| Task objective |
Scan the material for the word "ExitReason" and copy each line where it occurs.

| Information |
____

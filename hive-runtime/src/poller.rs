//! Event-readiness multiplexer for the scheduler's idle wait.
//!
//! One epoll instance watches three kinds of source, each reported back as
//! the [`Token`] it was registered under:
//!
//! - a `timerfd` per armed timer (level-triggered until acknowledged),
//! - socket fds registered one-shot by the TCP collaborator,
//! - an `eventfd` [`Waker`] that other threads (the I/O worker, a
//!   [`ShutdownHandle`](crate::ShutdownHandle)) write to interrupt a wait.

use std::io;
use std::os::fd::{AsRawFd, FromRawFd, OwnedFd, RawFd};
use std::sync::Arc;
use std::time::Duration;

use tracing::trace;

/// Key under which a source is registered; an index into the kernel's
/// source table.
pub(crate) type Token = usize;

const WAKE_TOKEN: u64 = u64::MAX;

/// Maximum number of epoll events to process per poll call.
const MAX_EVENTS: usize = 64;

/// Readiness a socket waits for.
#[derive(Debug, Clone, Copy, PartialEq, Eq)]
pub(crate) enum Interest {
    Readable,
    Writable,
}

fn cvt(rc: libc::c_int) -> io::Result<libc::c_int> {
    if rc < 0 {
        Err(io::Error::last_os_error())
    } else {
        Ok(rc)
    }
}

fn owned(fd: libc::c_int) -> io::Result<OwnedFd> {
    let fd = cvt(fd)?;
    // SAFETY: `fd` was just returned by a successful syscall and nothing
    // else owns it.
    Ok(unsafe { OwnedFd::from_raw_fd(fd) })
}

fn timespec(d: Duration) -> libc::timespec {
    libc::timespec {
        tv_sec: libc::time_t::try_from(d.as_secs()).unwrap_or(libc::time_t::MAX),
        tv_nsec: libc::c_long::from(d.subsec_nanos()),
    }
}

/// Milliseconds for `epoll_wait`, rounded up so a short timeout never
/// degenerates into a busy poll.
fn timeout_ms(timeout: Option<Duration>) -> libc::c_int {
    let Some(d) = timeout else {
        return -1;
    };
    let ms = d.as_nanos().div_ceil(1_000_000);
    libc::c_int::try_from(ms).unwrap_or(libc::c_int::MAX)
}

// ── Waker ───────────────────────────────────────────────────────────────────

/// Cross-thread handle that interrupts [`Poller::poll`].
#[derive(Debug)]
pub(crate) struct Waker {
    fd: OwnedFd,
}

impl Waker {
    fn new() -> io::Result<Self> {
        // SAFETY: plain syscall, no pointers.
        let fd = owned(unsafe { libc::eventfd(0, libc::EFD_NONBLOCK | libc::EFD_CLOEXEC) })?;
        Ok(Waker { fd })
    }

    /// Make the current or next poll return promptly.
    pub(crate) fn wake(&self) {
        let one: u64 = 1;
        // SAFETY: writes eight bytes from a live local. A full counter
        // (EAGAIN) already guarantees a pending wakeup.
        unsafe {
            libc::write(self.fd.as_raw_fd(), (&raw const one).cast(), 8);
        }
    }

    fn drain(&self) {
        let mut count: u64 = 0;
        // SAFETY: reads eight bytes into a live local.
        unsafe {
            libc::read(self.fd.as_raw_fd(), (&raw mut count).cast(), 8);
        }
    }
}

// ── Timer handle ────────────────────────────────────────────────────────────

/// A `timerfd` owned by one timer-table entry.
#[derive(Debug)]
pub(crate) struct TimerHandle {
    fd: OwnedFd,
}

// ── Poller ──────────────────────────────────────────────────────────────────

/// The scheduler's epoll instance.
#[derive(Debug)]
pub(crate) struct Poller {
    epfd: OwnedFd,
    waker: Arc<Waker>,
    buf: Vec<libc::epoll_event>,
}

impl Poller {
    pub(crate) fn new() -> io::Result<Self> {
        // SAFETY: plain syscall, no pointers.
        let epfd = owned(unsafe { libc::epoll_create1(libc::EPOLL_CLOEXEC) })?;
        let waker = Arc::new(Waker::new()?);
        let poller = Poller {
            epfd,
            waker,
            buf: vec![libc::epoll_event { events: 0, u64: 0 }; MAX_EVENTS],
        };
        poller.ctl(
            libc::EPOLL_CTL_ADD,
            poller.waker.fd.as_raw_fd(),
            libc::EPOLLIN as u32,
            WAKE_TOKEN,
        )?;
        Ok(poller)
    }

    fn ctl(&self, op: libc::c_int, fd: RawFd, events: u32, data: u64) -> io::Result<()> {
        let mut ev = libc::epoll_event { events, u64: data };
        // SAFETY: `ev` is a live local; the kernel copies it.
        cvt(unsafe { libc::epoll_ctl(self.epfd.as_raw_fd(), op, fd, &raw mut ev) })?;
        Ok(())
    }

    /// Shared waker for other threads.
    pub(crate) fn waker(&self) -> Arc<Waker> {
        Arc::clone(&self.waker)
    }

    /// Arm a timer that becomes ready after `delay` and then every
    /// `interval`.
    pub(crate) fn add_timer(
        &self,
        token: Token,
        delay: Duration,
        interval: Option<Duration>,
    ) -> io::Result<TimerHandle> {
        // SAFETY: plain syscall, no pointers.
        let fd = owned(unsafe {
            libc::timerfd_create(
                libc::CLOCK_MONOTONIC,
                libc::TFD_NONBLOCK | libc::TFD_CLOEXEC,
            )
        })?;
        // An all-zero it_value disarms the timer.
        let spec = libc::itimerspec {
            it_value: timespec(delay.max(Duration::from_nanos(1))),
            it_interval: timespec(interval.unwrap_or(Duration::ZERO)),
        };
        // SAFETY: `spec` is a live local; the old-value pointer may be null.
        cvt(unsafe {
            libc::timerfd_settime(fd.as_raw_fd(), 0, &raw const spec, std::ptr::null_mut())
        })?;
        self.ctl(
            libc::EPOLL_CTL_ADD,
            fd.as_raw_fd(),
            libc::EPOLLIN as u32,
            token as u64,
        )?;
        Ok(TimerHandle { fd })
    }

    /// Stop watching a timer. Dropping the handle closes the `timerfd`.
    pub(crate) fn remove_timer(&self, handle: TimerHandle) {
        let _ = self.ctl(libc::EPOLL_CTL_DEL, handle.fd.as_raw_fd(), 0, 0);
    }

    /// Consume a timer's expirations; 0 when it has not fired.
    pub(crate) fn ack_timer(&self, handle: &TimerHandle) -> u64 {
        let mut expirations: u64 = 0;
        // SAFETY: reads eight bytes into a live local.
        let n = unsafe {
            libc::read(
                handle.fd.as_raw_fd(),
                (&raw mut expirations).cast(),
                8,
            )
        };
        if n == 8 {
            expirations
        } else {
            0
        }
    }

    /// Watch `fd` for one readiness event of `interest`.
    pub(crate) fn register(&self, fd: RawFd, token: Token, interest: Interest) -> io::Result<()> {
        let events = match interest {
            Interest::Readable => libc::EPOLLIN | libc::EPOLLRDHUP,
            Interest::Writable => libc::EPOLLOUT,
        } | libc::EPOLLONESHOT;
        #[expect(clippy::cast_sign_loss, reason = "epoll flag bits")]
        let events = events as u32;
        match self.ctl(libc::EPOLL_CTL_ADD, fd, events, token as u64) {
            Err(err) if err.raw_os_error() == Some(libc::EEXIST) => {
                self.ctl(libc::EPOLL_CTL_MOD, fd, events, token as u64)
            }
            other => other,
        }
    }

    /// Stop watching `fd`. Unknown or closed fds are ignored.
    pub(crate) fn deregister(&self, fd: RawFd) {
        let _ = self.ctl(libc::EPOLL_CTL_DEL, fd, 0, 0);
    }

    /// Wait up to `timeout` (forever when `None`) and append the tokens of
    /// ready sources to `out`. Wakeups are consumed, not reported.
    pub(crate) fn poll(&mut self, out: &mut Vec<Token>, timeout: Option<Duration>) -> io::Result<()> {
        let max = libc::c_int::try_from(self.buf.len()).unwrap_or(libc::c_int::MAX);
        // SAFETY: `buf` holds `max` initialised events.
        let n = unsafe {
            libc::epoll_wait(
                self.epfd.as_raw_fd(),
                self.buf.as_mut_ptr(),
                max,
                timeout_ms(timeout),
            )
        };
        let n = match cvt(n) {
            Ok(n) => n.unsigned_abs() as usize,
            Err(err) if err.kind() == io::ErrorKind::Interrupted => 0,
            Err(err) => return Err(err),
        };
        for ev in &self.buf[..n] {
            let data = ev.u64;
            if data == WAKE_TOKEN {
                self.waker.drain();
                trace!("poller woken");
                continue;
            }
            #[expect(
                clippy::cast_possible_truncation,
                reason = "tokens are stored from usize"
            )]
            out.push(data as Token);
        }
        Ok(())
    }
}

____

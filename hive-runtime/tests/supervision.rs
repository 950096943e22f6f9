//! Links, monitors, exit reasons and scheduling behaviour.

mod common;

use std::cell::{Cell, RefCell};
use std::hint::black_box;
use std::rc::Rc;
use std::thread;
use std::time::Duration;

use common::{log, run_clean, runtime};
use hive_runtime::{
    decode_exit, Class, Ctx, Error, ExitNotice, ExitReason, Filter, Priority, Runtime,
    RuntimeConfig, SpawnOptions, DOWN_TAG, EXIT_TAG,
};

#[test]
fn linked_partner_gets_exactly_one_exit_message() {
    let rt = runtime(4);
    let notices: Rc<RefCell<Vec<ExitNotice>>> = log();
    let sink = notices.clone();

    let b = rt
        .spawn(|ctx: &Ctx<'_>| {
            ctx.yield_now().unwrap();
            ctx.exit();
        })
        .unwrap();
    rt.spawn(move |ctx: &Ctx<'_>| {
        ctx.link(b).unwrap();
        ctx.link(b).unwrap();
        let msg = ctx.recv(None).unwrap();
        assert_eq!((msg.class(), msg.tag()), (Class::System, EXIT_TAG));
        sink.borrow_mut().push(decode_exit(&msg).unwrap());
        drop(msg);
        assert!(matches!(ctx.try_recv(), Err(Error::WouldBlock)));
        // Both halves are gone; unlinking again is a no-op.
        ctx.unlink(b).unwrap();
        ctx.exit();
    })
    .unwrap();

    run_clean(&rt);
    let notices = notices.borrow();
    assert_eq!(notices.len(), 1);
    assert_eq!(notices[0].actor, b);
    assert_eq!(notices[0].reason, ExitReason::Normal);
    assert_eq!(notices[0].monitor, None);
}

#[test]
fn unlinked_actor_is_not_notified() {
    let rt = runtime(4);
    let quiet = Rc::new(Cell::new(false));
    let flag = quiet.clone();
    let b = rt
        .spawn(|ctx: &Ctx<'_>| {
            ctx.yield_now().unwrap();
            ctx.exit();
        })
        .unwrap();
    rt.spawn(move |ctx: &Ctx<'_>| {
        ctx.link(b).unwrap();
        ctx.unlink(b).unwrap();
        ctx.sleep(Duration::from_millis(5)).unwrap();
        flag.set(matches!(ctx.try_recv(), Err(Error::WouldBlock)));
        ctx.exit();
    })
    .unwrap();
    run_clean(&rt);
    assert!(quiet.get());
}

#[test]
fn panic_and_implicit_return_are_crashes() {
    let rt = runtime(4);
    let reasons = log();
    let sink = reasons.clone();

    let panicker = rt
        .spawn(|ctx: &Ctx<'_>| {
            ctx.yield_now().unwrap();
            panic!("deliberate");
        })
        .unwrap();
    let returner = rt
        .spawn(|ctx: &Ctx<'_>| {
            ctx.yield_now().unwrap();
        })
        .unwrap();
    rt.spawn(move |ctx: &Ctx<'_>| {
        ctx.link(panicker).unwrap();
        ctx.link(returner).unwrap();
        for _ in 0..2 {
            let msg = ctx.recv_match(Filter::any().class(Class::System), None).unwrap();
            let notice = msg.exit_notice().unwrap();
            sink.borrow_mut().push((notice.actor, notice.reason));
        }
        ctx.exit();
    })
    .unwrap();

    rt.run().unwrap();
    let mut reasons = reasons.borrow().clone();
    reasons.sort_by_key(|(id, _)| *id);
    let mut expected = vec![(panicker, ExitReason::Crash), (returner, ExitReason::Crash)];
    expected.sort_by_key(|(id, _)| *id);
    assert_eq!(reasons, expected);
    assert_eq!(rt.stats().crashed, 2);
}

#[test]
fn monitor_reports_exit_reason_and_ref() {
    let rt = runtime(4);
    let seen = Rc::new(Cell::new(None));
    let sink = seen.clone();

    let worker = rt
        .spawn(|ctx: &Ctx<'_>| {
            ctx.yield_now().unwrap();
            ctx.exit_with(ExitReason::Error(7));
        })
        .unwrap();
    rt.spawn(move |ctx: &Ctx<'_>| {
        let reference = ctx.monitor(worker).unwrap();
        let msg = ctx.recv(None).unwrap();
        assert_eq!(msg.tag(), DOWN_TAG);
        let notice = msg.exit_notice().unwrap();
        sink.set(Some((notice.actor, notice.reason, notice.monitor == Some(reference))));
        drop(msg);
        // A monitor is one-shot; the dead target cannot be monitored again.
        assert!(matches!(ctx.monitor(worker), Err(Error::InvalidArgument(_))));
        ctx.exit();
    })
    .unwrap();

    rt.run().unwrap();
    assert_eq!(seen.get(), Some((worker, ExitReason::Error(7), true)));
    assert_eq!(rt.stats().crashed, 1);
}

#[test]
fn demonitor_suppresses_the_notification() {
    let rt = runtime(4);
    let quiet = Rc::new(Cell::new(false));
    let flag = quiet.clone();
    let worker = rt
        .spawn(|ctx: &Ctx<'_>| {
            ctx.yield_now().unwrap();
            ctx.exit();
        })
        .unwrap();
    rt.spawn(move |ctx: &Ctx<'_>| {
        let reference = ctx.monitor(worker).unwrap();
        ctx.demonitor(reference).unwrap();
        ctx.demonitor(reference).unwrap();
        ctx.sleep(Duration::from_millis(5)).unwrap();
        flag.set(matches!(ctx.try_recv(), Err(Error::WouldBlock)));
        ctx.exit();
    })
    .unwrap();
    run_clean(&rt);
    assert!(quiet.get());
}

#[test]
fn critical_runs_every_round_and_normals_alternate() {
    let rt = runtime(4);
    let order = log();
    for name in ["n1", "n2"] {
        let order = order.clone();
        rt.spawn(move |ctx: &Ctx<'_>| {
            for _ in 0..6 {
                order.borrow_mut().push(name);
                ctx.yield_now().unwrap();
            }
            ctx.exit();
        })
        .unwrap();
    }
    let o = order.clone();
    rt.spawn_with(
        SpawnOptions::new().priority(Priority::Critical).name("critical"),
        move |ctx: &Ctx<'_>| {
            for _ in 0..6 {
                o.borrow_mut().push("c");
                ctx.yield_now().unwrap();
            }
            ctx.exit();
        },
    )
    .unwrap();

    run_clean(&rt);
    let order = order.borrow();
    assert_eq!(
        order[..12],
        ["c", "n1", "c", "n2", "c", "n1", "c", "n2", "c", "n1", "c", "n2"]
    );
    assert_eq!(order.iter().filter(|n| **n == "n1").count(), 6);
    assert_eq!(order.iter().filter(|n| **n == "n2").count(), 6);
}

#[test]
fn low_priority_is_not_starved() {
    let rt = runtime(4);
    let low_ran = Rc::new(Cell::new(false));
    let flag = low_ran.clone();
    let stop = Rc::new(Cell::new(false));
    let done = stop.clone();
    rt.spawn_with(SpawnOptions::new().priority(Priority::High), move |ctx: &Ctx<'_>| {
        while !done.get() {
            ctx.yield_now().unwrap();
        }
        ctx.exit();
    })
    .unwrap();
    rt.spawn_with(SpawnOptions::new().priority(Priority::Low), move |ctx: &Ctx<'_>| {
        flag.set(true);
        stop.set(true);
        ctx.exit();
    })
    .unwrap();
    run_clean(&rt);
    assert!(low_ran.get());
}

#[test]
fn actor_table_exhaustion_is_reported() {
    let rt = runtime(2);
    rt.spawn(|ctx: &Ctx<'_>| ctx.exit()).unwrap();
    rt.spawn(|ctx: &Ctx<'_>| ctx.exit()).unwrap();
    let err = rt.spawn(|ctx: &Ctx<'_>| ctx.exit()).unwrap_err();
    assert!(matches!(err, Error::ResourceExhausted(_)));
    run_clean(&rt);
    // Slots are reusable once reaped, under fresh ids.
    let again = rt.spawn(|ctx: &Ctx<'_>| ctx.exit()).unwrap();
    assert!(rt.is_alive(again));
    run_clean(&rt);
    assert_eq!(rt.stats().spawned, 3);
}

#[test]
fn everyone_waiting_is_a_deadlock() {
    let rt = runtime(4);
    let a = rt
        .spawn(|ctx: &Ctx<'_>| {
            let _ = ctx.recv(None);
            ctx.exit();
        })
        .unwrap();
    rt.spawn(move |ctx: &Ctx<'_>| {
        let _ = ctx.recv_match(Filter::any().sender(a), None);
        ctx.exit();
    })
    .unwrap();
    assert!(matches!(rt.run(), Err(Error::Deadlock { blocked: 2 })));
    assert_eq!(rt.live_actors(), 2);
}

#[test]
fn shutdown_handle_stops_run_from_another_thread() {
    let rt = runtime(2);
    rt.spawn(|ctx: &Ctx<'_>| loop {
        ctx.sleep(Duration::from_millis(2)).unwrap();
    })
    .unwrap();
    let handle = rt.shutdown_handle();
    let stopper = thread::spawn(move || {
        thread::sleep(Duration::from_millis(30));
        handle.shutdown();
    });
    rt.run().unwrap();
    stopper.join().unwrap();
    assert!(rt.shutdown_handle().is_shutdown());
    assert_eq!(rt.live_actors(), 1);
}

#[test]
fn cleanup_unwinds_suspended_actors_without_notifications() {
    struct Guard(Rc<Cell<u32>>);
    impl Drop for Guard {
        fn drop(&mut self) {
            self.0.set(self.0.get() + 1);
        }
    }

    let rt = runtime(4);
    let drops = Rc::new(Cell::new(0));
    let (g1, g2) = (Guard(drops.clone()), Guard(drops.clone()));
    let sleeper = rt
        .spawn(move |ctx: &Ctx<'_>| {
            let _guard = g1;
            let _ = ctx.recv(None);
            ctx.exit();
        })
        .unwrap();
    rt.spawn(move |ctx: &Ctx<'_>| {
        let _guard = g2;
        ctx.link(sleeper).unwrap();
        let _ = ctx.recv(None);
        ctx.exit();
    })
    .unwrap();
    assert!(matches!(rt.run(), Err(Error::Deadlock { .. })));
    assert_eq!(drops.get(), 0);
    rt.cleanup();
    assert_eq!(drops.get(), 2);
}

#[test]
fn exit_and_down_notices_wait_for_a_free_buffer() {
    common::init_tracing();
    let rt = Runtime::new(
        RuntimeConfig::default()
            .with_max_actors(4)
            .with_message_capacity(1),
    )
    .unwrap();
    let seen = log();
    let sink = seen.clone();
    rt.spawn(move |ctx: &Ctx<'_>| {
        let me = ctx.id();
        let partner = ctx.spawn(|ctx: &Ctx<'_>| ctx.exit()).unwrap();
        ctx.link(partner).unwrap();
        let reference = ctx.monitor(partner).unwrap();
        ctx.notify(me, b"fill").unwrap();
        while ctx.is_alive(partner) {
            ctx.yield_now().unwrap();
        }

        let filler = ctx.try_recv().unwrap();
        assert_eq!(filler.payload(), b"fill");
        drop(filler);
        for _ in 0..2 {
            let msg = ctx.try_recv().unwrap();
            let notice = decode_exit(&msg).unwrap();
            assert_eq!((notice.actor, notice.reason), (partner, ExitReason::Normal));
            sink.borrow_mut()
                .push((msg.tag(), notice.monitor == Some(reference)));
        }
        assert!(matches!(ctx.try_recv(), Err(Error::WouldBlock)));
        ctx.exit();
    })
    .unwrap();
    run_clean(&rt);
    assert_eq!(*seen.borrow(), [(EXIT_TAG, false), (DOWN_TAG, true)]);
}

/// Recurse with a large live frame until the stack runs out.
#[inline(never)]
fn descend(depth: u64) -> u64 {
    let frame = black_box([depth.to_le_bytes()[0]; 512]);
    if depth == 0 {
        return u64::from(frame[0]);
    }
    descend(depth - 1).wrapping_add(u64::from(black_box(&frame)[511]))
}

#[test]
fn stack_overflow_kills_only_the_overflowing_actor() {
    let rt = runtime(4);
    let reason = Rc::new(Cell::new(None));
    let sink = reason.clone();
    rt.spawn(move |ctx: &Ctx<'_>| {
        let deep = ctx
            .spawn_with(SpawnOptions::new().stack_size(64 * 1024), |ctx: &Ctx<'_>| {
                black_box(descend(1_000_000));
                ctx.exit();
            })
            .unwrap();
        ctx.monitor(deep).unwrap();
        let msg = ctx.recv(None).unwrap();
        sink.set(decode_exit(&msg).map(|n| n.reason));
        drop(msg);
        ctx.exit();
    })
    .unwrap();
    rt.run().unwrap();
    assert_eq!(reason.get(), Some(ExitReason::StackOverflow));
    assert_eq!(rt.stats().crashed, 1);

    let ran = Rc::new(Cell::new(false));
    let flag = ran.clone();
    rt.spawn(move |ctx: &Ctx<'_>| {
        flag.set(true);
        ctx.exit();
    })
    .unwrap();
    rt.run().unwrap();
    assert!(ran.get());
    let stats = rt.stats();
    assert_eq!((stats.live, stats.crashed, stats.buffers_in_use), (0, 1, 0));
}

____

| Solution to the problem |
    decode_exit, Class, Ctx, Error, ExitNotice, ExitReason, Filter, Priority, Runtime,
    assert_eq!(notices[0].reason, ExitReason::Normal);
    let mut expected = vec![(panicker, ExitReason::Crash), (returner, ExitReason::Crash)];
            ctx.exit_with(ExitReason::Error(7));
    assert_eq!(seen.get(), Some((worker, ExitReason::Error(7), true)));
            assert_eq!((notice.actor, notice.reason), (partner, ExitReason::Normal));
    assert_eq!(reason.get(), Some(ExitReason::StackOverflow));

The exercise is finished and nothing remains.